An even electric field is therefore not critical, it is the edges of the field, and the rate the electrode area can become involved by UV ionisation, that decides the dynamics. Larger area electrodes have lower inductance, but due to skin effect, the current flow does not enter the electrode perpendicular to the surface, but follows the surface of the electrode around the outer edge. That rounded corner has lower inductance than a sharp corner. Should you be analysing DC field prior to breakdown, or AC current as breakdown current begins to flow.

 

[js2020]

You will get a different response from Classical Physics. But is that what you need?

Not necessarily, but I was thinking maybe this leaned further over to physics. There have been a number of works I've found on this, but it's not nearly as extensive as other topics.

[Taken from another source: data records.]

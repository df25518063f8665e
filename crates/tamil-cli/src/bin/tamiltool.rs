use clap::{Parser, Subcommand};

use tamil_cli::commands::{accuracy_ops, config_ops, convert_ops, load_table, table_ops};

#[derive(Parser)]
#[command(name = "tamiltool", about = "Phonetic Tamil transliteration tool")]
struct Cli {
    /// Custom mapping table TOML (default: built-in Tamil table)
    #[arg(long, global = true)]
    mapping: Option<String>,
    #[command(subcommand)]
    command: Command,
}

#[derive(Subcommand)]
enum Command {
    /// Convert phonetic text to Tamil, one output line per input line
    Convert {
        /// Text to convert (reads stdin when omitted)
        text: Option<String>,
        /// Leave the text unconverted (English mode)
        #[arg(long)]
        english: bool,
        /// Print the last status event to stderr
        #[arg(long)]
        status: bool,
    },
    /// Show which rule fired at each step of a single word
    Explain {
        /// Phonetic word
        word: String,
        /// Output as JSON instead of text
        #[arg(long)]
        json: bool,
    },
    /// Convert text and save the result as UTF-8
    Save {
        /// Output file (default extension appended when missing)
        output_file: String,
        /// Text to convert (reads stdin when omitted)
        text: Option<String>,
        /// Save the text unconverted (English mode)
        #[arg(long)]
        english: bool,
    },
    /// Print the vowel, consonant and whole-word reference grids
    Table {
        /// Output as JSON instead of text
        #[arg(long)]
        json: bool,
    },
    /// Print the default mapping table TOML
    MappingExport,
    /// Validate a mapping table TOML file
    MappingValidate {
        /// Path to mapping TOML
        file: String,
    },
    /// Print the default settings TOML
    SettingsExport,
    /// Validate a settings TOML file
    SettingsValidate {
        /// Path to settings TOML
        file: String,
    },
    /// Run transliteration accuracy tests from a TOML corpus
    Accuracy {
        /// Path to the accuracy corpus TOML file
        corpus_file: String,
        /// Filter by category (only run cases in this category)
        #[arg(long)]
        category: Option<String>,
        /// Show passing cases too (default: only failures and skips)
        #[arg(long)]
        verbose: bool,
        /// Output as JSON instead of text
        #[arg(long)]
        json: bool,
    },
}

fn main() {
    let cli = Cli::parse();
    let mapping = cli.mapping.as_deref();

    match cli.command {
        Command::Convert {
            text,
            english,
            status,
        } => convert_ops::convert_cmd(&load_table(mapping), text.as_deref(), english, status),
        Command::Explain { word, json } => {
            convert_ops::explain_cmd(&load_table(mapping), &word, json)
        }
        Command::Save {
            output_file,
            text,
            english,
        } => convert_ops::save_cmd(load_table(mapping), &output_file, text.as_deref(), english),
        Command::Table { json } => table_ops::table_cmd(&load_table(mapping), json),
        Command::MappingExport => config_ops::mapping_export(),
        Command::MappingValidate { file } => config_ops::mapping_validate(&file),
        Command::SettingsExport => config_ops::settings_export(),
        Command::SettingsValidate { file } => config_ops::settings_validate(&file),
        Command::Accuracy {
            corpus_file,
            category,
            verbose,
            json,
        } => accuracy_ops::accuracy_cmd(
            &load_table(mapping),
            &corpus_file,
            category.as_deref(),
            verbose,
            json,
        ),
    }
}
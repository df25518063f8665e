use std::ffi::{c_char, CString};
use std::path::Path;
use std::ptr;
use std::sync::{Arc, OnceLock};

use super::{ffi_close, ffi_guard, owned_new, to_cstring};
use tamil_core::mapping::MappingTable;
use tamil_session::{PhoneticSession, SessionError, SessionResponse};

/// Opaque session handle for C.
pub struct TamilSession {
    inner: PhoneticSession,
}

fn shared_table() -> Arc<MappingTable> {
    static TABLE: OnceLock<Arc<MappingTable>> = OnceLock::new();
    TABLE
        .get_or_init(|| Arc::new(MappingTable::global().clone()))
        .clone()
}

/// Snapshot of a session after an operation.
#[repr(C)]
pub struct TamilSessionResponse {
    pub output: *const c_char,
    pub status: *const c_char,
    /// 1 = Tamil, 0 = English.
    pub tamil_mode: u8,
    _owned: *mut (CString, CString),
}

impl TamilSessionResponse {
    fn empty() -> Self {
        Self {
            output: ptr::null(),
            status: ptr::null(),
            tamil_mode: 0,
            _owned: ptr::null_mut(),
        }
    }

    fn from_response(resp: SessionResponse) -> Self {
        let output_c = to_cstring(&resp.output);
        let status_c = to_cstring(&resp.status);
        let output = output_c.as_ptr();
        let status = status_c.as_ptr();
        Self {
            output,
            status,
            tamil_mode: resp.mode.is_enabled() as u8,
            _owned: Box::into_raw(Box::new((output_c, status_c))),
        }
    }
}

/// New session over the global mapping table.
#[no_mangle]
pub extern "C" fn tamil_session_new() -> *mut TamilSession {
    owned_new(TamilSession {
        inner: PhoneticSession::new(shared_table()),
    })
}

ffi_close!(tamil_session_free, TamilSession);

#[no_mangle]
pub extern "C" fn tamil_session_set_input(
    session: *mut TamilSession,
    text: *const c_char,
) -> TamilSessionResponse {
    ffi_guard!(TamilSessionResponse::empty();
        mut: session = session,
        str: text_str = text,
    );
    TamilSessionResponse::from_response(session.inner.set_input(text_str))
}

#[no_mangle]
pub extern "C" fn tamil_session_toggle_mode(session: *mut TamilSession) -> TamilSessionResponse {
    ffi_guard!(TamilSessionResponse::empty();
        mut: session = session,
    );
    TamilSessionResponse::from_response(session.inner.toggle_mode())
}

#[no_mangle]
pub extern "C" fn tamil_session_clear(session: *mut TamilSession) -> TamilSessionResponse {
    ffi_guard!(TamilSessionResponse::empty();
        mut: session = session,
    );
    TamilSessionResponse::from_response(session.inner.clear())
}

/// Save the session output to `path`.
/// Returns 0 on success, 1 when there is nothing to save, 2 on a write
/// error, -1 on a null or non-UTF-8 argument.
#[no_mangle]
pub extern "C" fn tamil_session_save(session: *mut TamilSession, path: *const c_char) -> i32 {
    ffi_guard!(-1;
        mut: session = session,
        str: path_str = path,
    );
    match session.inner.save_to(Path::new(path_str)) {
        Ok(_) => 0,
        Err(SessionError::EmptyOutput) => 1,
        Err(SessionError::Io { .. }) => 2,
    }
}

/// Current status line of the session; free with `tamil_string_free`.
#[no_mangle]
pub extern "C" fn tamil_session_status(session: *const TamilSession) -> *mut c_char {
    ffi_guard!(ptr::null_mut();
        ref: session = session,
    );
    super::into_raw(session.inner.status())
}

#[no_mangle]
pub extern "C" fn tamil_session_response_free(response: TamilSessionResponse) {
    if !response._owned.is_null() {
        unsafe {
            drop(Box::from_raw(response._owned));
        }
    }
}
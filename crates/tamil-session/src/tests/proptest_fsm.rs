//! Property-based tests for the PhoneticSession state machine.
//!
//! Random edit sequences; structural invariants are checked after every
//! action.

use proptest::prelude::*;

use tamil_core::convert::convert_text;
use tamil_core::mapping::MappingTable;

use super::make_session;
use crate::{Mode, PhoneticSession, SessionResponse};

#[derive(Debug, Clone)]
enum Action {
    Type(char),
    Backspace,
    Toggle,
    Clear,
}

fn arb_phonetic_char() -> impl Strategy<Value = char> {
    prop_oneof![
        4 => prop::sample::select(vec!['a', 'i', 'u', 'e', 'o']),
        4 => prop::sample::select(vec![
            'k', 'g', 'c', 's', 'h', 'n', 'N', 't', 'T', 'd', 'p', 'm', 'y', 'r', 'R',
            'l', 'L', 'z', 'v', 'j',
        ]),
        2 => Just(';'),
        1 => Just(' '),
        1 => prop::sample::select(vec!['1', '.', 'Q', '\t']),
    ]
}

fn arb_action() -> impl Strategy<Value = Action> {
    prop_oneof![
        30 => arb_phonetic_char().prop_map(Action::Type),
        5 => Just(Action::Backspace),
        2 => Just(Action::Toggle),
        2 => Just(Action::Clear),
    ]
}

fn execute_action(session: &mut PhoneticSession, action: &Action) -> SessionResponse {
    match action {
        Action::Type(ch) => {
            let mut text = session.input().to_string();
            text.push(*ch);
            session.set_input(&text)
        }
        Action::Backspace => {
            let mut text = session.input().to_string();
            text.pop();
            session.set_input(&text)
        }
        Action::Toggle => session.toggle_mode(),
        Action::Clear => session.clear(),
    }
}

fn assert_invariants(
    session: &PhoneticSession,
    resp: &SessionResponse,
    action: &Action,
    prev_mode: Mode,
    prev_status: &str,
) {
    // 1. The response mirrors the session.
    assert_eq!(resp.output, session.output(), "output mismatch after {action:?}");
    assert_eq!(resp.status, session.status(), "status mismatch after {action:?}");
    assert_eq!(resp.mode, session.mode(), "mode mismatch after {action:?}");

    // 2. Only Toggle changes the mode.
    if matches!(action, Action::Toggle) {
        assert_eq!(session.mode(), prev_mode.toggled());
        assert_eq!(session.status(), format!("Mode: {}", session.mode().label()));
    } else {
        assert_eq!(session.mode(), prev_mode, "mode changed by {action:?}");
    }

    // 3. Clear empties the output and nothing else.
    if matches!(action, Action::Clear) {
        assert!(session.output().is_empty());
        assert_eq!(session.status(), "Output cleared");
        assert_eq!(session.copy_text(), None);
        return;
    }

    // 4. Otherwise the output is the conversion of the trimmed input.
    let expected = convert_text(
        MappingTable::global(),
        session.input().trim(),
        session.mode().is_enabled(),
    );
    assert_eq!(session.output(), expected.text, "stale output after {action:?}");

    // 5. English edits never touch the status; Tamil edits report the event.
    if !matches!(action, Action::Toggle) {
        match session.mode() {
            Mode::English => assert_eq!(session.status(), prev_status),
            Mode::Tamil => assert_eq!(
                session.status(),
                expected.status.map(|e| e.to_string()).unwrap_or_default()
            ),
        }
    }

    // 6. Output never carries surrounding whitespace.
    assert_eq!(session.output(), session.output().trim());
}

proptest! {
    #![proptest_config(ProptestConfig::with_cases(256))]

    #[test]
    fn session_invariants_hold(actions in prop::collection::vec(arb_action(), 1..60)) {
        let mut session = make_session();
        for action in &actions {
            let prev_mode = session.mode();
            let prev_status = session.status().to_string();
            let resp = execute_action(&mut session, action);
            assert_invariants(&session, &resp, action, prev_mode, &prev_status);
        }
    }

    #[test]
    fn toggling_twice_restores_output(text in "[a-zA-Z; ]{0,24}") {
        let mut session = make_session();
        let before = session.set_input(&text).output;
        session.toggle_mode();
        let after = session.toggle_mode().output;
        prop_assert_eq!(before, after);
    }
}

I don't believe these electrode profiles are as critical as is made out.

I think the electrodes are critical to actually knowing the e-field intensity when you experience breakdown in air. Although breakdown occurs at various e-field intensities following Paschen's curve, you need to know what your E-field intensity is in order to build any type of curve like that. The goal with creating a uniform field electrode is really to ensure that the peak e-field intensity is in the middle parallel region of the electrode so E=V/d can be used. The edges of the electrode should be lower, therefore less important to breakdown.

Rogowski worked on an electrode where the ends of the electrode curve up to follow the field lines; hence my other posts asking how to determine the equation for a field line. There are other profiles such as Bruce, Borda, Harrison, Cheng, etc. that have worked to refine this by making more defined profiles and aiming to create and even more uniform electric field in the center with a lower intensity toward the edges. My problem here is trying to take those equations and plot them in MATLAB to visualize the same profile.

Should you be analysing DC field prior to breakdown, or AC current as breakdown current begins to flow.

I wanted to study both actually. I would like to determine parameters for breakdown in different environments which is finding the critical breakdown field. The first step would be to get an electrode design that I can test. Unfortunately, I can't measure the e-field intensity along the electrode but that's where simulations will be helpful in ensuring I have an electrode that will work for my purpose.

For these tests, I'll be using electrical detection methods. I have a partial discharge checker to build the PRPD, so I can see with decent resolution when I start to have corona. I'll also be using an HFCT and a silicon photomultiplier. Acoustic will hopefully be added in the future.